Второе: “Дитя моего детства”. Иными словами, ребенок, которого родила не в зрелости, а в самой ранней юности - почти в детстве. Еще точнее: я и дочь - два чудных ребенка: Ариадна - аlter ego моих детских лет.

Интересно соотнести это с тем, что через много лет сама Ариадна напишет в письмах к Анастасии Цветаевой: “Я ее (Марину. - Е. Ч.) знаю, как будто бы сама родила ее. Своим нутром, сердцем, кожей, костями, плотью и душой, каждой кровинкой знаю ее лучше и глубже, чем она сама себя знала” (I, 75). И позже, в другом письме: “Странно <...> что себя ощущаю Вашей с Мариной современницей, но никак не “представительницей” другого поколения. Или я так сильно слилась с Мариной, что ее детство чувствую своим, ее молодость - своею <...> Как я помню себя, у меня с детства был какой-то взрослый ум <...> Иной раз я чувствовала себя - не сознанием понимала, а именно чувством - старше” (I, 132). Что это, как не пример духовного совпадения и подлинного сродства?
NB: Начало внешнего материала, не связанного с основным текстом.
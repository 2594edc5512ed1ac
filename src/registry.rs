//! Placed-image registry: the ordered, single source of truth for what is on
//! the canvas.
//!
//! Records are plain values addressed by a stable [`ObjectId`]. Their index
//! in the sequence is derived, never stored: it is the draw order (first is
//! bottom-most) and shifts down when an earlier record is removed. The
//! interaction engine computes the next state of a record and hands it here;
//! nothing outside the registry holds a mutable handle to a record.

#[cfg(test)]
#[path = "registry_test.rs"]
mod registry_test;

use serde::{Deserialize, Serialize};
use uuid::Uuid;

use crate::error::CanvasError;
use crate::viewport::Point;

/// Unique identifier for a placed image.
pub type ObjectId = Uuid;

/// Identifier of a source image, typically its URL.
#[derive(Debug, Clone, PartialEq, Eq, Hash, Serialize, Deserialize)]
#[serde(transparent)]
pub struct AssetRef(pub String);

impl AssetRef {
    #[must_use]
    pub fn new(src: impl Into<String>) -> Self {
        Self(src.into())
    }

    #[must_use]
    pub fn as_str(&self) -> &str {
        &self.0
    }
}

/// Width and height in canvas units.
#[derive(Debug, Clone, Copy, PartialEq, Serialize, Deserialize)]
pub struct Size {
    pub width: f64,
    pub height: f64,
}

impl Size {
    #[must_use]
    pub fn new(width: f64, height: f64) -> Self {
        Self { width, height }
    }

    /// Floor both dimensions at `min`. Non-finite dimensions become `min`.
    #[must_use]
    pub fn floored(self, min: f64) -> Self {
        Self { width: floor_dim(self.width, min), height: floor_dim(self.height, min) }
    }
}

fn floor_dim(value: f64, min: f64) -> f64 {
    if value.is_finite() { value.max(min) } else { min }
}

/// Axis-aligned box described by its center, as placed images are.
#[derive(Debug, Clone, Copy, PartialEq)]
pub struct Bounds {
    pub center: Point,
    pub size: Size,
}

impl Bounds {
    #[must_use]
    pub fn new(center: Point, size: Size) -> Self {
        Self { center, size }
    }

    /// Build from edge coordinates. Inverted edges produce a negative size.
    #[must_use]
    pub fn from_edges(left: f64, top: f64, right: f64, bottom: f64) -> Self {
        Self {
            center: Point::new((left + right) / 2.0, (top + bottom) / 2.0),
            size: Size::new(right - left, bottom - top),
        }
    }

    #[must_use]
    pub fn left(&self) -> f64 {
        self.center.x - self.size.width / 2.0
    }

    #[must_use]
    pub fn top(&self) -> f64 {
        self.center.y - self.size.height / 2.0
    }

    #[must_use]
    pub fn right(&self) -> f64 {
        self.center.x + self.size.width / 2.0
    }

    #[must_use]
    pub fn bottom(&self) -> f64 {
        self.center.y + self.size.height / 2.0
    }

    #[must_use]
    pub fn contains(&self, pt: Point) -> bool {
        pt.x >= self.left() && pt.x <= self.right() && pt.y >= self.top() && pt.y <= self.bottom()
    }
}

/// One image placed on the canvas.
#[derive(Debug, Clone, PartialEq, Serialize, Deserialize)]
pub struct PlacedImage {
    /// Stable identifier, assigned on add.
    pub id: ObjectId,
    /// Source image this record draws.
    pub asset: AssetRef,
    /// Geometric center in canvas coordinates.
    pub position: Point,
    /// Display size; `None` until the asset's natural size is known.
    pub size: Option<Size>,
}

impl PlacedImage {
    /// The record's box, if its size is known.
    #[must_use]
    pub fn bounds(&self) -> Option<Bounds> {
        self.size.map(|size| Bounds::new(self.position, size))
    }
}

/// Ordered store of placed images.
#[derive(Debug, Default)]
pub struct Registry {
    records: Vec<PlacedImage>,
}

impl Registry {
    /// Create an empty registry.
    #[must_use]
    pub fn new() -> Self {
        Self { records: Vec::new() }
    }

    /// Append a record on top of everything else and return its id.
    pub fn add(&mut self, asset: AssetRef, position: Point, size: Option<Size>) -> ObjectId {
        let id = Uuid::new_v4();
        self.records.push(PlacedImage { id, asset, position, size });
        id
    }

    /// Replace the center of a record.
    ///
    /// # Errors
    ///
    /// Returns `NotFound` if no record has this id.
    pub fn move_to(&mut self, id: &ObjectId, position: Point) -> Result<(), CanvasError> {
        let record = self.get_mut(id)?;
        record.position = position;
        Ok(())
    }

    /// Apply a finished resize gesture: scale the current size by the
    /// gesture's factors (1.0 = unchanged), floor each dimension at `min`,
    /// and move the center to `center`. Returns the new size.
    ///
    /// # Errors
    ///
    /// Returns `NotFound` if no record has this id, or `UnresolvedAsset` if
    /// the record has no size yet.
    pub fn resize(
        &mut self,
        id: &ObjectId,
        center: Point,
        scale_x: f64,
        scale_y: f64,
        min: f64,
    ) -> Result<Size, CanvasError> {
        let record = self.get_mut(id)?;
        let Some(size) = record.size else {
            return Err(CanvasError::UnresolvedAsset(*id));
        };
        let resized = Size::new(size.width * scale_x, size.height * scale_y).floored(min);
        record.size = Some(resized);
        record.position = center;
        Ok(resized)
    }

    /// Remove a record, shifting every later record down one index.
    pub fn remove(&mut self, id: &ObjectId) -> Option<PlacedImage> {
        let index = self.index_of(id)?;
        Some(self.records.remove(index))
    }

    /// Remove the record at a structural index, if in range.
    pub fn remove_at(&mut self, index: usize) -> Option<PlacedImage> {
        if index < self.records.len() { Some(self.records.remove(index)) } else { None }
    }

    /// Give every unsized record of `asset` its natural size, floored at
    /// `min`. Returns the ids that changed.
    pub fn resolve_asset(&mut self, asset: &AssetRef, natural: Size, min: f64) -> Vec<ObjectId> {
        let size = natural.floored(min);
        self.records
            .iter_mut()
            .filter(|r| r.size.is_none() && &r.asset == asset)
            .map(|r| {
                r.size = Some(size);
                r.id
            })
            .collect()
    }

    #[must_use]
    pub fn get(&self, id: &ObjectId) -> Option<&PlacedImage> {
        self.records.iter().find(|r| &r.id == id)
    }

    /// Draw-order index of a record.
    #[must_use]
    pub fn index_of(&self, id: &ObjectId) -> Option<usize> {
        self.records.iter().position(|r| &r.id == id)
    }

    /// The record's box, if present and sized.
    #[must_use]
    pub fn bounds(&self, id: &ObjectId) -> Option<Bounds> {
        self.get(id).and_then(PlacedImage::bounds)
    }

    /// Records in draw order, bottom first.
    pub fn iter(&self) -> impl DoubleEndedIterator<Item = &PlacedImage> {
        self.records.iter()
    }

    #[must_use]
    pub fn len(&self) -> usize {
        self.records.len()
    }

    #[must_use]
    pub fn is_empty(&self) -> bool {
        self.records.is_empty()
    }

    fn get_mut(&mut self, id: &ObjectId) -> Result<&mut PlacedImage, CanvasError> {
        self.records.iter_mut().find(|r| &r.id == id).ok_or(CanvasError::NotFound(*id))
    }
}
Однако в этой семье есть и противоположные примеры. Об одном из них, размышляя о браке деда и бабки с материнской стороны, Ариадна Эфрон пишет в письме к Пастернаку - их она называет “трагически несхожими” (I, 259). Столь же несхожими, но куда более трагически, были и ее собственные родители: Марина Цветаева и Сергей Эфрон. Взаимная любовь, соединившая их, “одноколыбельников”, до смерти, не могла превозмочь не совпадающую укорененность. Маринину - в слове; Сергея Эфрона - в борьбе.

Вот его-то родители как раз были “схожими”: их объединяло общее дело. Оба, как известно, были участниками народнических организаций “Земля и воля” и “Черный передел”. Оба выполняли опасные поручения. Так, Якову Константиновичу вместе с двумя товарищами было доверено привести в исполнение приговор над провокатором, проникшим в их московскую организацию (III, 17). Нет оснований не верить Ариадне, свидетельствующей, что в этой семье “каждый, пусть самый крохотный ее член, рос и развивался свободно, подчиняясь одной лишь дисциплине - совести и любви” (III, 18), иначе пришлось бы вспомнить Достоевского с его “Бесами”.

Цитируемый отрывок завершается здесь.